Okuldan çıktıktan sonra sinemaya gitmeye karar verdim. Hafta sonunu beklemem biraz riskli olurdu çünkü. Günlerden perşembe. Yarın film gösterimden kalkabilir. Bilgisayarım önümde açık. Filmin festival filmi olduğu için çok az salonda gösterime girdiğini biliyordum. Bana en yakın salon 1 saat uzaklıktaydı. Olsun, dedim. Okuldan çıktıktan sonra koştura koştura tramvaya gittim. Acelem vardı. Evet çünkü film akşam tek seansta gösterimdeydi. İş çıkışı toplu taşıma araçları nefretlik bir durum. İki aktarmadan ve kısa bir yürüyüşten sonra filmin gösterimde olduğu AVM’ye geldim. X-Ray’den geçerken sırt çantamı bıraktım. Güvenlik, içindeki laptopu çıkarmam gerektiğini söyledi. Dedim, sinemaya geldim ve film şu an başladı. Laptop falan yine geveledi ağzında bir şeyler. Çantayı açarken, zaten öğretmenim, dedim. Çanta o kadar doluydu ki içindeki “En Ünlü Masallar” kitabı çanta açılır açılmaz yere düştü. Güvenlik “Tamam hocam tamam.” dedi. Bilet almak için kuyruğa girdim. 10 dakika gecikmeli olsa da filme yetiştim. Mutluluk bir. 

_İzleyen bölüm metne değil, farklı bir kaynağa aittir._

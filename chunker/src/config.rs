use crate::error::IngestError;
use crate::reconstructor::DEFAULT_LINE_THRESHOLD;
use std::env;
use std::str::FromStr;
use std::time::Duration;

pub const DEFAULT_MODEL: &str = "gpt-4o-mini";
pub const DEFAULT_OPENAI_BASE_URL: &str = "https://api.openai.com/v1";
pub const DEFAULT_TEMPERATURE: f32 = 0.1;
pub const DEFAULT_AWS_REGION: &str = "us-east-1";

/// Runtime settings for the capability handles and the pipeline.
#[derive(Debug, Clone)]
pub struct Config {
    pub openai_api_key: Option<String>,
    pub openai_model: String,
    pub openai_base_url: String,
    pub extraction_temperature: f32,
    pub aws_region: String,
    pub aws_access_key_id: Option<String>,
    pub aws_secret_access_key: Option<String>,
    pub aws_session_token: Option<String>,
    pub textract_endpoint: Option<String>,
    /// No timeout unless configured.
    pub request_timeout: Option<Duration>,
    pub line_threshold: f64,
}

impl Default for Config {
    fn default() -> Self {
        Self {
            openai_api_key: None,
            openai_model: DEFAULT_MODEL.to_string(),
            openai_base_url: DEFAULT_OPENAI_BASE_URL.to_string(),
            extraction_temperature: DEFAULT_TEMPERATURE,
            aws_region: DEFAULT_AWS_REGION.to_string(),
            aws_access_key_id: None,
            aws_secret_access_key: None,
            aws_session_token: None,
            textract_endpoint: None,
            request_timeout: None,
            line_threshold: DEFAULT_LINE_THRESHOLD,
        }
    }
}

impl Config {
    pub fn from_env() -> Result<Self, IngestError> {
        Self::from_lookup(|key| env::var(key).ok())
    }

    /// Builds a config from any key lookup; blank values count as unset.
    pub fn from_lookup<F>(lookup: F) -> Result<Self, IngestError>
    where
        F: Fn(&str) -> Option<String>,
    {
        let get = |key: &str| lookup(key).filter(|v| !v.trim().is_empty());
        let defaults = Self::default();

        Ok(Self {
            openai_api_key: get("OPENAI_API_KEY"),
            openai_model: get("OPENAI_MODEL").unwrap_or(defaults.openai_model),
            openai_base_url: get("OPENAI_BASE_URL")
                .map(|url| url.trim_end_matches('/').to_string())
                .unwrap_or(defaults.openai_base_url),
            extraction_temperature: parse_var(&get, "EXTRACTION_TEMPERATURE")?
                .unwrap_or(defaults.extraction_temperature),
            aws_region: get("AWS_REGION").unwrap_or(defaults.aws_region),
            aws_access_key_id: get("AWS_ACCESS_KEY_ID"),
            aws_secret_access_key: get("AWS_SECRET_ACCESS_KEY"),
            aws_session_token: get("AWS_SESSION_TOKEN"),
            textract_endpoint: get("TEXTRACT_ENDPOINT"),
            request_timeout: parse_var::<u64, _>(&get, "REQUEST_TIMEOUT_SECS")?
                .map(Duration::from_secs),
            line_threshold: parse_threshold(&get)?.unwrap_or(defaults.line_threshold),
        })
    }

    pub(crate) fn http_client(&self) -> Result<reqwest::Client, IngestError> {
        let mut builder = reqwest::Client::builder();
        if let Some(timeout) = self.request_timeout {
            builder = builder.timeout(timeout);
        }
        builder
            .build()
            .map_err(|e| IngestError::Config(format!("failed to build HTTP client: {e}")))
    }
}

fn parse_var<T, F>(get: &F, key: &str) -> Result<Option<T>, IngestError>
where
    T: FromStr,
    T::Err: std::fmt::Display,
    F: Fn(&str) -> Option<String>,
{
    get(key)
        .map(|raw| {
            raw.trim()
                .parse::<T>()
                .map_err(|e| IngestError::Config(format!("{key}={raw:?}: {e}")))
        })
        .transpose()
}

fn parse_threshold<F>(get: &F) -> Result<Option<f64>, IngestError>
where
    F: Fn(&str) -> Option<String>,
{
    match parse_var::<f64, _>(get, "LINE_THRESHOLD")? {
        Some(threshold) if !threshold.is_finite() || threshold < 0.0 => Err(IngestError::Config(
            format!("LINE_THRESHOLD must be a finite, non-negative number, got {threshold}"),
        )),
        threshold => Ok(threshold),
    }
}
use crate::error::IngestError;
use tiktoken_rs::CoreBPE;

/// Counts tokens with the `cl100k_base` encoding.
pub struct TokenCounter {
    bpe: CoreBPE,
}

impl TokenCounter {
    pub fn new() -> Result<Self, IngestError> {
        let bpe = tiktoken_rs::cl100k_base().map_err(|e| IngestError::Tokenizer(e.to_string()))?;
        Ok(Self { bpe })
    }

    pub fn count(&self, text: &str) -> usize {
        self.bpe.encode_with_special_tokens(text).len()
    }
}
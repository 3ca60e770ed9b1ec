//! External capabilities the pipeline depends on.
//!
//! Handles are built once at start-up and passed in, usually as
//! `Arc<dyn OcrProvider>` / `Arc<dyn ExtractionProvider>`. Tests substitute
//! in-memory implementations.

use crate::blocks::Block;
use anyhow::Result;
use async_trait::async_trait;

/// Optical character recognition over raw document bytes.
#[async_trait]
pub trait OcrProvider: Send + Sync {
    /// Returns the flat list of blocks for the whole document.
    async fn detect_blocks(&self, bytes: &[u8], mime_type: &str) -> Result<Vec<Block>>;
}

#[derive(Debug, Clone, PartialEq)]
pub struct ExtractionRequest {
    pub system_instruction: String,
    pub user_content: String,
    pub temperature: f32,
}

/// Structured extraction, typically a chat-completion model in JSON mode.
#[async_trait]
pub trait ExtractionProvider: Send + Sync {
    /// Returns the model's text payload, or `None` when it produced nothing.
    async fn complete(&self, request: &ExtractionRequest) -> Result<Option<String>>;
}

Salonda 4. kişi olarak yerimi aldım. Filmin ayrıntısına girmek gereksiz diye düşünüyorum. Yine de merak etmişsinizdir. Çok beğendim. Çıktıktan sonra bir şeyler yedim ve AVM’de kitapçı aradım. Aslında almak istediğim bir kitap yoktu. Sadece gezmek istediğim kitapçı vardı. İçeriye girdim. Kitapların olduğu bölüme girmeden dergilere bakmaya başladım. Umut Sarıkaya’nın Naber’i 3. sayısıyla karşımdaydı. Mutlululuk iki. Hemen aldım. Muhtemelen günler, aylar olmuştur 3. sayı çıkalı ve ben yeni görüyorumdur. Diğer dergilere bakmadım bile. Zaten çoğunu önceden almıştım. Sonuçta ayın ortasını bile geçmiştik. “Yılbaşında napıcam?” Kitapların olduğu tarafı da şöyle bir dolaştıktan sonra çıktım kitapçıdan. Ardından AVM’den. Metro istasyonuna doğru yürüdüm. Yolda şarkı söyledim kendi kendime. “Ne kadar da karanlık olan bir yol. O kadar karanlık değil aslında.” Sözleri etkili olmasa da şarkımı beğendim. Melodisi güzeldi. Bu arada çevrede hiç insan yoktu. 10 dakikalık yürüme mesafesinde gördüğüm yaya sayısı sadece birdi. Rakamla 1. Metroyu beklerken dergiyi açtım. İlk sayfadaki editörün okura seslendiği bölümü çok merak ediyordum çünkü. “Bu dergi gidici.” gibi düşünmeden edemedim. Metro geldi.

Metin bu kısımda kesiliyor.